Show that $\mathbb{Z}[i]/(i+4) \to \mathbb{Z}/17\mathbb{Z}$.
I know that I have to use the first Isomorphism theorem to proof this. Therefore I have to introduce a morphism $\phi : \mathbb{Z}[i] \to \mathbb{Z}/17\mathbb{Z}$ and show that the $\ker \phi = (i + 4)$. But how is the morphism defined in this case?
$\mathbb{Z}[i]$ is defined as $\mathbb{Z}[i]=\{a+b i \mid a, b \in \mathbb{Z}\}$.
You can find all homomorphisms $\phi:\mathbb Z[i]\to\mathbb Z/17\mathbb Z$ and choose the one with the correct kernel. You can do so the following way: any such homomorphism can be restricted to a homomorphism $\mathbb Z\to\mathbb Z/17\mathbb Z$, of which there is only one. Now $\phi$ is completely determined by where it maps $i$. But $i$ must be mapped to an element which squares to $-1\in\mathbb Z/17\mathbb Z$. Of these there are only two: $4$ and $-4$. So any homomorphism between the given rings is of the form $a+bi\mapsto a\pm4b$. Now find their kernels.
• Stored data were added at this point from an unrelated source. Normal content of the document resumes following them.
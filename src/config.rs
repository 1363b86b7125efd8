//! Tunable constants of the visibility kernel.

use crate::error::FovError;
use num_traits::Float;

/// Parameters shared by every frame of one observer's field of vision.
///
/// `Default` reproduces the classic demo: a 240-unit sight radius, a
/// 114-degree cone and a 0.075 tolerance tuned for pixel-scale coordinates.
/// Scale `epsilon` along with the coordinate system.
///
/// # Example
///
/// ```
/// use sightcone::FovConfig;
///
/// let config = FovConfig::<f64>::default().with_radius(120.0);
/// assert!(config.validate().is_ok());
/// assert!(config.with_half_aperture(2.0).validate().is_err());
/// ```
#[derive(Debug, Clone, Copy, PartialEq)]
#[cfg_attr(feature = "serde", derive(serde::Serialize, serde::Deserialize))]
pub struct FovConfig<F> {
    /// Sight radius.
    pub radius: F,
    /// Half of the cone's angular aperture, in radians.
    pub half_aperture: F,
    /// Tolerance for distance and cross-product comparisons.
    pub epsilon: F,
    /// Angle by which auxiliary rays are tilted off a vertex ray, in radians.
    pub aux_ray_tilt: F,
}

impl<F: Float> FovConfig<F> {
    /// Creates a configuration with the given radius and half-aperture and
    /// default tolerances.
    pub fn new(radius: F, half_aperture: F) -> Self {
        Self {
            radius,
            half_aperture,
            ..Self::default()
        }
    }

    pub fn with_radius(mut self, radius: F) -> Self {
        self.radius = radius;
        self
    }

    pub fn with_half_aperture(mut self, half_aperture: F) -> Self {
        self.half_aperture = half_aperture;
        self
    }

    pub fn with_epsilon(mut self, epsilon: F) -> Self {
        self.epsilon = epsilon;
        self
    }

    pub fn with_aux_ray_tilt(mut self, tilt: F) -> Self {
        self.aux_ray_tilt = tilt;
        self
    }

    /// Checks every parameter against its admissible range.
    pub fn validate(&self) -> Result<(), FovError> {
        let as_f64 = |v: F| v.to_f64().unwrap_or(f64::NAN);
        let half_pi = F::from(std::f64::consts::FRAC_PI_2).unwrap();

        if !self.radius.is_finite() || self.radius <= F::zero() {
            return Err(FovError::InvalidRadius(as_f64(self.radius)));
        }
        if !(self.half_aperture > F::zero() && self.half_aperture <= half_pi) {
            return Err(FovError::InvalidAperture(as_f64(self.half_aperture)));
        }
        if !self.epsilon.is_finite() || self.epsilon < F::zero() {
            return Err(FovError::InvalidTolerance(as_f64(self.epsilon)));
        }
        if !(self.aux_ray_tilt > F::zero() && self.aux_ray_tilt < half_pi) {
            return Err(FovError::InvalidTilt(as_f64(self.aux_ray_tilt)));
        }
        Ok(())
    }
}

impl<F: Float> Default for FovConfig<F> {
    fn default() -> Self {
        Self {
            radius: F::from(240.0).unwrap(),
            half_aperture: F::from(0.99484).unwrap(),
            epsilon: F::from(0.075).unwrap(),
            aux_ray_tilt: F::from(0.5_f64.to_radians()).unwrap(),
        }
    }
}
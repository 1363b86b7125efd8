//! Quadratic Bézier approximation of sight-circle arcs.

use crate::primitives::{Point2, Vec2};
use num_traits::Float;

/// Control point of a quadratic Bézier curve approximating the arc of radius
/// `radius` about `centre` between the directions `unit` and `other`.
///
/// Both directions must be of unit length. The control point lies on the
/// unit bisector at `radius * (2 - cos(θ/2))` from the centre, which puts the
/// curve's midpoint exactly on the circle; the half-angle cosine is read off
/// `unit · bisector`.
///
/// Returns `None` for opposite directions, which have no bisector.
///
/// # Example
///
/// ```
/// use sightcone::fov::arc_control_point;
/// use sightcone::primitives::{Point2, Vec2};
///
/// let c = arc_control_point(Vec2::new(1.0, 0.0), Vec2::new(0.0, 1.0), Point2::origin(), 1.0)
///     .unwrap();
/// let expected = 2.0 - std::f64::consts::FRAC_1_SQRT_2;
/// assert!((c.x - expected * std::f64::consts::FRAC_1_SQRT_2).abs() < 1e-12);
/// ```
pub fn arc_control_point<F: Float>(
    unit: Vec2<F>,
    other: Vec2<F>,
    centre: Point2<F>,
    radius: F,
) -> Option<Point2<F>> {
    let bisector = (unit + other).normalize()?;
    let two = F::one() + F::one();
    Some(centre.offset(bisector, radius * (two - unit.dot(bisector))))
}

#[cfg(test)]
mod tests {
    use super::*;
    use approx::assert_relative_eq;

    #[test]
    fn test_curve_midpoint_on_circle() {
        let centre = Point2::new(5.0_f64, -3.0);
        let radius = 40.0;
        let a = Vec2::new(0.8, 0.6);
        let b = Vec2::new(-0.28, 0.96);
        let c = arc_control_point(a, b, centre, radius).unwrap();

        let p0 = centre.offset(a, radius);
        let p2 = centre.offset(b, radius);
        let mid_x = (p0.x + 2.0 * c.x + p2.x) / 4.0;
        let mid_y = (p0.y + 2.0 * c.y + p2.y) / 4.0;
        assert_relative_eq!(Point2::new(mid_x, mid_y).distance(centre), radius, epsilon = 1e-9);
    }

    #[test]
    fn test_symmetric_in_direction_order() {
        let a = Vec2::new(1.0_f64, 0.0);
        let b = Vec2::new(0.0, 1.0);
        let c1 = arc_control_point(a, b, Point2::origin(), 10.0).unwrap();
        let c2 = arc_control_point(b, a, Point2::origin(), 10.0).unwrap();
        assert_relative_eq!(c1.x, c2.x, epsilon = 1e-12);
        assert_relative_eq!(c1.y, c2.y, epsilon = 1e-12);
    }

    #[test]
    fn test_tiny_arc_hugs_the_circle() {
        let a = Vec2::new(1.0_f64, 0.0);
        let b = Vec2::new(1.0, 1e-4).normalize().unwrap();
        let c = arc_control_point(a, b, Point2::origin(), 100.0).unwrap();
        assert_relative_eq!(c.distance(Point2::origin()), 100.0, epsilon = 1e-4);
    }

    #[test]
    fn test_opposite_directions() {
        let a = Vec2::new(1.0_f64, 0.0);
        assert!(arc_control_point(a, -a, Point2::origin(), 1.0).is_none());
    }
}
It might be easier to look at this problem from the other direction, consider the homomorphism $\phi:\mathbb{Z}\to\mathbb{Z}[i]/(4+i)$ given by $$ n\mapsto n+(4+i) \in \mathbb{Z}[i]/(4+i) $$ What is the kernel of this map? Is it surjective?
Very much in the same spirit as this question.